Solid State Drive Caching to Speed Up Your Spinning Drives

In this blog post, I’ll take a look at how to use solid state drive (SSD) caching to speed up your spinning drives.

1. Introduction

Why would you adopt this hybrid setup?

First of all, for cost and performance-driven reasons.
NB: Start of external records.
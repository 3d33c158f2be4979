//! Application configuration.
//!
//! Loaded from a TOML file; every field has a default so an empty file is a
//! valid (if not very useful) configuration.

pub mod duration;

use std::path::{Path, PathBuf};
use std::time::Duration;

use serde::{Deserialize, Serialize};

use crate::credentials::KeepaliveSchedule;
use crate::credentials::platforms::BrowserRefresherConfig;
use crate::notification::NotificationServiceConfig;
use crate::{Error, Result};

#[derive(Debug, Clone, Default, Serialize, Deserialize)]
#[serde(default)]
pub struct AppConfig {
    pub database: DatabaseConfig,
    pub logging: LoggingConfig,
    pub http: HttpConfig,
    pub target: TargetConfig,
    pub keepalive: KeepaliveConfig,
    pub poll: PollConfig,
    pub dedup: DedupConfig,
    pub archive: ArchiveConfig,
    pub browse: BrowseConfig,
    pub browser: BrowserSettings,
    pub notification: NotificationServiceConfig,
}

impl AppConfig {
    pub fn load(path: &Path) -> Result<Self> {
        let contents = std::fs::read_to_string(path).map_err(|e| {
            Error::config(format!(
                "failed to read config file '{}': {e}",
                path.display()
            ))
        })?;
        Self::from_toml(&contents).map_err(|e| match e {
            Error::Configuration(msg) => {
                Error::config(format!("'{}': {msg}", path.display()))
            }
            other => other,
        })
    }

    pub fn from_toml(contents: &str) -> Result<Self> {
        let config: AppConfig =
            toml::from_str(contents).map_err(|e| Error::config(e.to_string()))?;
        config.validate()?;
        Ok(config)
    }

    pub fn validate(&self) -> Result<()> {
        if self.target.id.trim().is_empty() {
            return Err(Error::config("target.id must not be empty"));
        }
        if self
            .target
            .id
            .contains(|c: char| c == '/' || c == '\\' || c.is_whitespace())
        {
            return Err(Error::config(
                "target.id must not contain path separators or whitespace",
            ));
        }

        match (self.target.refresher, self.target.site) {
            (RefresherKind::ChallengeResponse, Site::Bilibili)
            | (RefresherKind::Browser, Site::Weibo) => {}
            (refresher, site) => {
                return Err(Error::config(format!(
                    "refresher '{refresher:?}' is not supported for site '{site:?}'"
                )));
            }
        }

        self.keepalive.schedule()?;

        if self.poll.min_interval.is_zero() || self.poll.max_interval.is_zero() {
            return Err(Error::config("poll intervals must be greater than zero"));
        }
        if self.poll.min_interval > self.poll.max_interval {
            return Err(Error::config(
                "poll.min_interval must not exceed poll.max_interval",
            ));
        }
        if self.poll.enabled && self.target.site == Site::Weibo && self.poll.uid == 0 {
            return Err(Error::config("poll.uid is required to poll a Weibo timeline"));
        }

        if self.dedup.retention.is_zero() || self.dedup.sweep_interval.is_zero() {
            return Err(Error::config(
                "dedup.retention and dedup.sweep_interval must be greater than zero",
            ));
        }

        if self.browser.poll_interval.is_zero() || self.browser.timeout < self.browser.poll_interval
        {
            return Err(Error::config(
                "browser.timeout must be at least one browser.poll_interval",
            ));
        }
        if self.browser.required_cookies.is_empty() {
            return Err(Error::config("browser.required_cookies must name at least one cookie"));
        }
        for url in [Some(&self.browser.landing_url), self.browser.audit_url.as_ref()]
            .into_iter()
            .flatten()
        {
            url::Url::parse(url)
                .map_err(|e| Error::config(format!("invalid URL '{url}': {e}")))?;
        }
        if self.browse.enabled {
            self.browse.listen.parse::<std::net::SocketAddr>().map_err(|e| {
                Error::config(format!("invalid browse.listen '{}': {e}", self.browse.listen))
            })?;
        }
        if let Some(proxy) = &self.http.proxy.url {
            url::Url::parse(proxy)
                .map_err(|e| Error::config(format!("invalid proxy URL '{proxy}': {e}")))?;
        }
        Ok(())
    }
}

#[derive(Debug, Clone, Serialize, Deserialize)]
#[serde(default)]
pub struct DatabaseConfig {
    pub url: String,
}

impl Default for DatabaseConfig {
    fn default() -> Self {
        Self {
            url: "sqlite:cookie-warden.db?mode=rwc".to_string(),
        }
    }
}

#[derive(Debug, Clone, Serialize, Deserialize)]
#[serde(default)]
pub struct LoggingConfig {
    /// `EnvFilter` directive; `RUST_LOG` wins when set.
    pub filter: Option<String>,
    /// Directory for the daily log files.
    pub directory: PathBuf,
    /// Write the file log as JSON lines.
    pub json: bool,
}

impl Default for LoggingConfig {
    fn default() -> Self {
        Self {
            filter: None,
            directory: PathBuf::from("logs"),
            json: false,
        }
    }
}

#[derive(Debug, Clone, Serialize, Deserialize)]
#[serde(default)]
pub struct HttpConfig {
    #[serde(with = "duration")]
    pub timeout: Duration,
    pub user_agent: Option<String>,
    pub proxy: ProxyConfig,
}

impl Default for HttpConfig {
    fn default() -> Self {
        Self {
            timeout: Duration::from_secs(30),
            user_agent: None,
            proxy: ProxyConfig::default(),
        }
    }
}

/// Outbound proxy.
///
/// - `enabled = false`: no proxy at all, environment included
/// - `url` set: that proxy, with optional basic auth
/// - otherwise: system/environment proxy when `use_system_proxy`
#[derive(Debug, Clone, Default, Serialize, Deserialize)]
#[serde(default)]
pub struct ProxyConfig {
    pub enabled: bool,
    pub url: Option<String>,
    pub username: Option<String>,
    pub password: Option<String>,
    pub use_system_proxy: bool,
}

#[derive(Debug, Clone, Copy, PartialEq, Eq, Serialize, Deserialize)]
#[serde(rename_all = "snake_case")]
pub enum Site {
    Bilibili,
    Weibo,
}

#[derive(Debug, Clone, Copy, PartialEq, Eq, Serialize, Deserialize)]
#[serde(rename_all = "snake_case")]
pub enum RefresherKind {
    ChallengeResponse,
    Browser,
}

#[derive(Debug, Clone, Serialize, Deserialize)]
#[serde(default)]
pub struct TargetConfig {
    pub id: String,
    pub site: Site,
    /// Persist to this cookie file instead of the database.
    pub cookie_file: Option<PathBuf>,
    pub refresher: RefresherKind,
    /// Skip the validity probe and always refresh.
    pub forced: bool,
}

impl Default for TargetConfig {
    fn default() -> Self {
        Self {
            id: "bilibili".to_string(),
            site: Site::Bilibili,
            cookie_file: None,
            refresher: RefresherKind::ChallengeResponse,
            forced: false,
        }
    }
}

/// At most one of `every`, `daily_at` and `cron` may be set; the default is
/// every six hours.
#[derive(Debug, Clone, Serialize, Deserialize)]
#[serde(default)]
pub struct KeepaliveConfig {
    #[serde(with = "duration::option", skip_serializing_if = "Option::is_none")]
    pub every: Option<Duration>,
    /// `HH:MM[:SS]` wall-clock time.
    pub daily_at: Option<String>,
    /// Six-field cron expression.
    pub cron: Option<String>,
    pub timezone: String,
    /// Force one refresh before the schedule starts.
    pub refresh_on_startup: bool,
}

impl Default for KeepaliveConfig {
    fn default() -> Self {
        Self {
            every: None,
            daily_at: None,
            cron: None,
            timezone: "UTC".to_string(),
            refresh_on_startup: false,
        }
    }
}

impl KeepaliveConfig {
    pub const DEFAULT_PERIOD: Duration = Duration::from_secs(6 * 3600);

    pub fn schedule(&self) -> Result<KeepaliveSchedule> {
        match (self.every, self.daily_at.as_deref(), self.cron.as_deref()) {
            (None, None, None) => Ok(KeepaliveSchedule::Every(Self::DEFAULT_PERIOD)),
            (Some(every), None, None) if every.is_zero() => {
                Err(Error::config("keepalive.every must be greater than zero"))
            }
            (Some(every), None, None) => Ok(KeepaliveSchedule::Every(every)),
            (None, Some(time), None) => KeepaliveSchedule::daily_at(time, &self.timezone),
            (None, None, Some(expr)) => KeepaliveSchedule::cron(expr, &self.timezone),
            _ => Err(Error::config(
                "set only one of keepalive.every, keepalive.daily_at, keepalive.cron",
            )),
        }
    }
}

#[derive(Debug, Clone, Serialize, Deserialize)]
#[serde(default)]
pub struct PollConfig {
    pub enabled: bool,
    #[serde(with = "duration")]
    pub min_interval: Duration,
    #[serde(with = "duration")]
    pub max_interval: Duration,
    /// Timeline owner.
    pub uid: u64,
}

impl Default for PollConfig {
    fn default() -> Self {
        Self {
            enabled: true,
            min_interval: Duration::from_secs(60),
            max_interval: Duration::from_secs(180),
            uid: 0,
        }
    }
}

#[derive(Debug, Clone, Serialize, Deserialize)]
#[serde(default)]
pub struct DedupConfig {
    #[serde(with = "duration")]
    pub retention: Duration,
    #[serde(with = "duration")]
    pub sweep_interval: Duration,
    /// Seed the index from the content table at startup.
    pub hydrate: bool,
}

impl Default for DedupConfig {
    fn default() -> Self {
        Self {
            retention: crate::dedup::DEFAULT_RETENTION,
            sweep_interval: Duration::from_secs(24 * 3600),
            hydrate: true,
        }
    }
}

#[derive(Debug, Clone, Copy, Default, PartialEq, Eq, Serialize, Deserialize)]
#[serde(rename_all = "snake_case")]
pub enum ArchiveKind {
    #[default]
    Database,
    Directory,
    None,
}

#[derive(Debug, Clone, Serialize, Deserialize)]
#[serde(default)]
pub struct ArchiveConfig {
    pub kind: ArchiveKind,
    pub directory: PathBuf,
}

impl Default for ArchiveConfig {
    fn default() -> Self {
        Self {
            kind: ArchiveKind::Database,
            directory: PathBuf::from("archive"),
        }
    }
}

/// Read-only HTTP view over the archive.
#[derive(Debug, Clone, Serialize, Deserialize)]
#[serde(default)]
pub struct BrowseConfig {
    pub enabled: bool,
    pub listen: String,
}

impl Default for BrowseConfig {
    fn default() -> Self {
        Self {
            enabled: false,
            listen: "127.0.0.1:8080".to_string(),
        }
    }
}

#[derive(Debug, Clone, Serialize, Deserialize)]
#[serde(default)]
pub struct BrowserSettings {
    pub landing_url: String,
    pub cookie_domain: String,
    pub required_cookies: Vec<String>,
    #[serde(with = "duration")]
    pub poll_interval: Duration,
    #[serde(with = "duration")]
    pub timeout: Duration,
    /// Upload endpoint for the post-refresh screenshot.
    pub audit_url: Option<String>,
    /// Local directory for screenshots when no upload URL is set.
    pub audit_dir: Option<PathBuf>,
    /// Chrome/Chromium binary.
    pub executable: Option<PathBuf>,
    pub headful: bool,
}

impl Default for BrowserSettings {
    fn default() -> Self {
        let defaults = BrowserRefresherConfig::default();
        Self {
            landing_url: defaults.landing_url,
            cookie_domain: defaults.cookie_domain,
            required_cookies: defaults.required_cookies,
            poll_interval: defaults.poll_interval,
            timeout: defaults.timeout,
            audit_url: None,
            audit_dir: None,
            executable: None,
            headful: false,
        }
    }
}

impl BrowserSettings {
    pub fn refresher_config(&self) -> BrowserRefresherConfig {
        BrowserRefresherConfig {
            landing_url: self.landing_url.clone(),
            cookie_domain: self.cookie_domain.clone(),
            required_cookies: self.required_cookies.clone(),
            poll_interval: self.poll_interval,
            timeout: self.timeout,
        }
    }
}

#[cfg(test)]
mod tests {
    use super::*;

    #[test]
    fn test_empty_file_is_valid() {
        let config = AppConfig::from_toml("").unwrap();
        assert_eq!(config.target.id, "bilibili");
        assert_eq!(config.dedup.retention, Duration::from_secs(14 * 86_400));
        assert!(matches!(
            config.keepalive.schedule().unwrap(),
            KeepaliveSchedule::Every(d) if d == KeepaliveConfig::DEFAULT_PERIOD
        ));
    }

    #[test]
    fn test_full_weibo_config() {
        let config = AppConfig::from_toml(
            r#"
            [target]
            id = "weibo-main"
            site = "weibo"
            refresher = "browser"
            cookie_file = "cookies"

            [keepalive]
            daily_at = "04:30"
            timezone = "Asia/Shanghai"
            refresh_on_startup = true

            [poll]
            min_interval = "30s"
            max_interval = "2m"
            uid = 7198559139

            [dedup]
            retention = "7d"

            [browser]
            required_cookies = ["XSRF-TOKEN", "SUB"]
            timeout = "30s"

            [[notification.channels]]
            type = "webhook"
            name = "ops"
            url = "https://hooks.example.com/x"
            "#,
        )
        .unwrap();

        assert_eq!(config.target.site, Site::Weibo);
        assert_eq!(config.poll.max_interval, Duration::from_secs(120));
        assert_eq!(config.dedup.retention, Duration::from_secs(7 * 86_400));
        assert_eq!(config.browser.refresher_config().required_cookies.len(), 2);
        assert_eq!(config.notification.channels.len(), 1);
        assert!(matches!(
            config.keepalive.schedule().unwrap(),
            KeepaliveSchedule::DailyAt { .. }
        ));
    }

    #[test]
    fn test_validation_rejects_bad_values() {
        let cases = [
            "[target]\nid = \"\"",
            "[poll]\nmin_interval = \"5m\"\nmax_interval = \"1m\"",
            "[poll]\nmin_interval = \"0s\"",
            "[keepalive]\ncron = \"every day\"",
            "[keepalive]\ndaily_at = \"04:00\"\ntimezone = \"Nowhere/City\"",
            "[keepalive]\nevery = \"1h\"\ndaily_at = \"04:00\"",
            "[target]\nsite = \"weibo\"\nrefresher = \"challenge_response\"",
            "[target]\nsite = \"weibo\"\nrefresher = \"browser\"",
            "[poll]\nmin_interval = \"soon\"",
            "[browse]\nenabled = true\nlisten = \"localhost\"",
        ];
        for case in cases {
            assert!(AppConfig::from_toml(case).is_err(), "accepted: {case}");
        }
    }
}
Every IO operation has a “cost” for the system that generates it, called “IO penalty.” This penalty depends on the RAID configuration used, but this will be further discussed later.
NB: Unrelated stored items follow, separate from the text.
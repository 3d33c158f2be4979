//! Weibo user timeline as a content source.

use async_trait::async_trait;
use chrono::Utc;
use reqwest::Client;
use serde_json::Value;
use warden_platforms::weibo::{Mblog, WeiboEndpoints, WeiboError, fetch_timeline};

use crate::credentials::Credential;
use crate::ingest::item::ContentItem;
use crate::ingest::source::{ContentSource, FetchError};

const SOURCE_NAME: &str = "weibo";

pub struct WeiboTimelineSource {
    client: Client,
    endpoints: WeiboEndpoints,
    uid: u64,
}

impl WeiboTimelineSource {
    pub fn new(client: Client, endpoints: WeiboEndpoints, uid: u64) -> Self {
        Self {
            client,
            endpoints,
            uid,
        }
    }
}

impl From<WeiboError> for FetchError {
    fn from(err: WeiboError) -> Self {
        match err {
            WeiboError::Unauthorized(reason) => FetchError::Unauthorized(reason),
            WeiboError::Network(e) => FetchError::Transient(e.to_string()),
            WeiboError::Api { code, message } => {
                FetchError::Transient(format!("API error ({code}): {message}"))
            }
            WeiboError::Parse(e) => FetchError::Malformed(e),
        }
    }
}

#[async_trait]
impl ContentSource for WeiboTimelineSource {
    fn name(&self) -> &str {
        SOURCE_NAME
    }

    async fn fetch_page(&self, credential: &Credential) -> Result<Vec<Value>, FetchError> {
        Ok(fetch_timeline(
            &self.client,
            &self.endpoints,
            self.uid,
            1,
            &credential.cookie_header(),
        )
        .await?)
    }

    fn decode(&self, raw: &Value) -> Result<ContentItem, FetchError> {
        let mblog = Mblog::from_value(raw)?;
        let text = if mblog.text_raw.is_empty() {
            &mblog.text
        } else {
            &mblog.text_raw
        };

        Ok(ContentItem {
            id: mblog.mid.clone(),
            version: mblog.edit_count,
            source: SOURCE_NAME.to_string(),
            published_at: mblog
                .published_at()
                .map(|t| t.with_timezone(&Utc))
                .unwrap_or_else(Utc::now),
            parent_id: mblog
                .retweeted_status
                .as_ref()
                .map(|parent| parent.mid.clone())
                .filter(|mid| !mid.is_empty()),
            author: Some(mblog.user.screen_name.clone()).filter(|n| !n.is_empty()),
            headline: ContentItem::headline_from(text),
            url: Some(mblog.url()),
            payload: raw.clone(),
        })
    }
}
In almost every situation, the performance of a system is given by the slowest component – the disk.

If you use a slow 5400 rpm disk in a single disk configuration for a database application (usually 70% read and 30% write IOPS), in a short time, you will see that CPU utilization starts to rise. After an “iostat” analysis, you will find that it is because of high wait time (a queue is being built because of the slow disk). You could slightly improve the situation by using RAID 0, 1, or 10, or by using faster spinners like 7200 rpm, 10k rpm, or 15k rpm.

As a rule of thumb, the smaller the platter diameter, the smaller the response time; the faster it spins, the smaller the response time; the bigger the cache, the more it helps with the queue.

What do we do if any of the previous tricks are not enough and the applications are becoming more and more demanding in IOPS?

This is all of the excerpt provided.